#### WORK TASK:
Say, as a bare number, how many lines of the listing contain "interleaved".

#### GIVEN RECORDS:
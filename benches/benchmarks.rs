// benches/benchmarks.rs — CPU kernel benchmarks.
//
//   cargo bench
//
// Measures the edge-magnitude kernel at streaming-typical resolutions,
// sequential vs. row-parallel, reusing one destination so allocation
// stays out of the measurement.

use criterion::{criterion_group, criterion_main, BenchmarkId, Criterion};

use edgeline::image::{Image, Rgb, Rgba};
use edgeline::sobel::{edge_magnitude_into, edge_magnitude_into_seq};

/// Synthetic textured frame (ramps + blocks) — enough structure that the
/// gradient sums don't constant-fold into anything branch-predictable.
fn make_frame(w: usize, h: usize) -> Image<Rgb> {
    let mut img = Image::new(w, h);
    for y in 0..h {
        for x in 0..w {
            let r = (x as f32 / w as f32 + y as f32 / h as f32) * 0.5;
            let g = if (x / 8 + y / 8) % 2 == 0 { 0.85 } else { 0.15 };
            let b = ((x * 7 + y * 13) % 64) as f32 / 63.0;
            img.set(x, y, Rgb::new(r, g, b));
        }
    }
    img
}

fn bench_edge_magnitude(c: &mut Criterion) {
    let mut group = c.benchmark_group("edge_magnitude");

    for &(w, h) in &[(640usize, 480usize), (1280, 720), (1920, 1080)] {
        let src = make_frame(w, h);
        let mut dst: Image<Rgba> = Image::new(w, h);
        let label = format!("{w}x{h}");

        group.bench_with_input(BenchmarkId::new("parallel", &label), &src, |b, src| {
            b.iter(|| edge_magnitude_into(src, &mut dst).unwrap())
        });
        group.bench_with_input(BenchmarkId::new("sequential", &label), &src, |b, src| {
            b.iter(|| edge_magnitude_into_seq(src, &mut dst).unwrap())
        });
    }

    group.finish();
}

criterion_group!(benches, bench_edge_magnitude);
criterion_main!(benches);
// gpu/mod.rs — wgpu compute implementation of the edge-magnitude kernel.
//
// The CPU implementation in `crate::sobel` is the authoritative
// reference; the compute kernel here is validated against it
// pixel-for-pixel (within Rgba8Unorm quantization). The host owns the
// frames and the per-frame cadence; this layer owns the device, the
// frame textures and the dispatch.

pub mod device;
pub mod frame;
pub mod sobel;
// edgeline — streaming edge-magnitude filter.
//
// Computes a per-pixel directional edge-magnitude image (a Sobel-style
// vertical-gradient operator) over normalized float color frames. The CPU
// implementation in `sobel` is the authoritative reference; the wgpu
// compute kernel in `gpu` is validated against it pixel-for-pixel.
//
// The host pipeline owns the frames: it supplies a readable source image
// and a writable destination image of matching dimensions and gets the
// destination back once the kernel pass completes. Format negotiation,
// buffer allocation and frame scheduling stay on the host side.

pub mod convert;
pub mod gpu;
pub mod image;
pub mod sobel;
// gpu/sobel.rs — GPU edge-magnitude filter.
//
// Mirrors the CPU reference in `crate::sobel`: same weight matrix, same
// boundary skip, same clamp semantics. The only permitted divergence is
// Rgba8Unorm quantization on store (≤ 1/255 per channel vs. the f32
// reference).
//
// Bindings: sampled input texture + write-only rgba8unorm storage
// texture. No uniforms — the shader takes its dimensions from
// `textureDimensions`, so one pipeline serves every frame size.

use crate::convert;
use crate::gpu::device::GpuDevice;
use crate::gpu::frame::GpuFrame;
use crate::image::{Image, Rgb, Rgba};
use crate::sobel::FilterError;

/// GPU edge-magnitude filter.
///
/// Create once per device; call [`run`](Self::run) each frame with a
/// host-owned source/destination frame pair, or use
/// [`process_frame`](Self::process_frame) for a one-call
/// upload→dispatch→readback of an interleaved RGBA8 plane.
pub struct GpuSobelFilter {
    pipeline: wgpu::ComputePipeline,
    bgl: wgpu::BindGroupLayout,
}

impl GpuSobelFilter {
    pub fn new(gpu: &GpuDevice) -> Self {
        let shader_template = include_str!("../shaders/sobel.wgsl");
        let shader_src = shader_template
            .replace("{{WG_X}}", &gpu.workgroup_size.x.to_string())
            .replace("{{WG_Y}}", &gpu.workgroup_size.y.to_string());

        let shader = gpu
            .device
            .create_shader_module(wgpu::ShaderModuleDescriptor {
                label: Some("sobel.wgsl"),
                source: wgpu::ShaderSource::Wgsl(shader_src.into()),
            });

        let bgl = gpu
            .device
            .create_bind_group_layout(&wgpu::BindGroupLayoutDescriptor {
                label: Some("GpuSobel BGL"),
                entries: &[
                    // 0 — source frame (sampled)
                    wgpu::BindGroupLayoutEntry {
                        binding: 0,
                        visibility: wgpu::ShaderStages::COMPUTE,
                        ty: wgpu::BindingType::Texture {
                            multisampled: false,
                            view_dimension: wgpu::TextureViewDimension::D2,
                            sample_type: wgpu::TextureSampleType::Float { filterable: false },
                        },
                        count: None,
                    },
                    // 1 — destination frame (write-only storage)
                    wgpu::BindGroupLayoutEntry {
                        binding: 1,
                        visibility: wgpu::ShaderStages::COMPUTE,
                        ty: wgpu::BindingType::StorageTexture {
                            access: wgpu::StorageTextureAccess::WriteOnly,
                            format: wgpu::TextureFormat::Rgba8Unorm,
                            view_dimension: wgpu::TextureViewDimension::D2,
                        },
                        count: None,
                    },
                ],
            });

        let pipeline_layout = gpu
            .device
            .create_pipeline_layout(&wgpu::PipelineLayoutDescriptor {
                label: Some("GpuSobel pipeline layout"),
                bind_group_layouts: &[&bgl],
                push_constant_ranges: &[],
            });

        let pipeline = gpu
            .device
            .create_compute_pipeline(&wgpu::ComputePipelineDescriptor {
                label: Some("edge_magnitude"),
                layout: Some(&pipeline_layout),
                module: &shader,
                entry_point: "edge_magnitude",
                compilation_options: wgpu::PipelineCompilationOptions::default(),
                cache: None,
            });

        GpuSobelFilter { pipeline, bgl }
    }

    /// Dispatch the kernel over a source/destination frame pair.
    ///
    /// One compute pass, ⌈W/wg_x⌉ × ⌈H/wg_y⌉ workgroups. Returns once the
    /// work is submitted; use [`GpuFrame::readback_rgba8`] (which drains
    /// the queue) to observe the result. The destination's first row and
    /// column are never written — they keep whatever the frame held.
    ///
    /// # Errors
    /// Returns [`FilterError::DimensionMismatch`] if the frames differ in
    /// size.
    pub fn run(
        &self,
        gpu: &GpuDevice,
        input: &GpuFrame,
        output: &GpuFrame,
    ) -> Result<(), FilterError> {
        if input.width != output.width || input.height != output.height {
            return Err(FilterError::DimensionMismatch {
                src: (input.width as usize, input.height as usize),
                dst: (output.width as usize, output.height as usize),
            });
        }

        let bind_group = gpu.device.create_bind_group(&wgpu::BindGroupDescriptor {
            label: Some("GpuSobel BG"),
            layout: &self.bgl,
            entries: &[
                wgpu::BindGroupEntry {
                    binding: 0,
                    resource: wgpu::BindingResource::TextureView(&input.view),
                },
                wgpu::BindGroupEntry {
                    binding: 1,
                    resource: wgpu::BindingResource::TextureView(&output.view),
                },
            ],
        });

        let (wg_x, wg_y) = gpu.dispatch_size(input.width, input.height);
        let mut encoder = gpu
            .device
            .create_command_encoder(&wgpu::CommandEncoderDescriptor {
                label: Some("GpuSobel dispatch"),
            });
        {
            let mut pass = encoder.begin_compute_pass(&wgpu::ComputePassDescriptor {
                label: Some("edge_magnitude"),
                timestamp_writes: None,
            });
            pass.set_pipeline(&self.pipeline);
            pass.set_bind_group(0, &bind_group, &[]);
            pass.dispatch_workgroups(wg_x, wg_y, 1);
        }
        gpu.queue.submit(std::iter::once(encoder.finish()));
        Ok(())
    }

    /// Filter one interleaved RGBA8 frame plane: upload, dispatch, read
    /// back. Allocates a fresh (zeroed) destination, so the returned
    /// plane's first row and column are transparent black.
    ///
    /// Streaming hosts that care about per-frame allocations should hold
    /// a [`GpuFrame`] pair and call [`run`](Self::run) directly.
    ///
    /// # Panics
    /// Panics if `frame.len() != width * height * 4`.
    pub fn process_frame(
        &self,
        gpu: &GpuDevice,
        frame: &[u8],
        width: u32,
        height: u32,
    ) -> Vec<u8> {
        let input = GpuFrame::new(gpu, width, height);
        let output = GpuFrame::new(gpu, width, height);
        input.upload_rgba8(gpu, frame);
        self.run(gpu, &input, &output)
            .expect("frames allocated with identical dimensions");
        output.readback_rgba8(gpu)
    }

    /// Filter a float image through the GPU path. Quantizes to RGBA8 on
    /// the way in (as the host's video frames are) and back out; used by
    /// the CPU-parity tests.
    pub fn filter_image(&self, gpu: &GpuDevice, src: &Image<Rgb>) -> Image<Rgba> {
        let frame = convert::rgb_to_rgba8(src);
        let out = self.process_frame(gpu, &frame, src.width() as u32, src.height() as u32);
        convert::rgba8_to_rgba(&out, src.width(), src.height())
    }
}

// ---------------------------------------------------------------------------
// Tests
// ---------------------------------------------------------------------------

#### RESULT OF THE EXERCISE:
2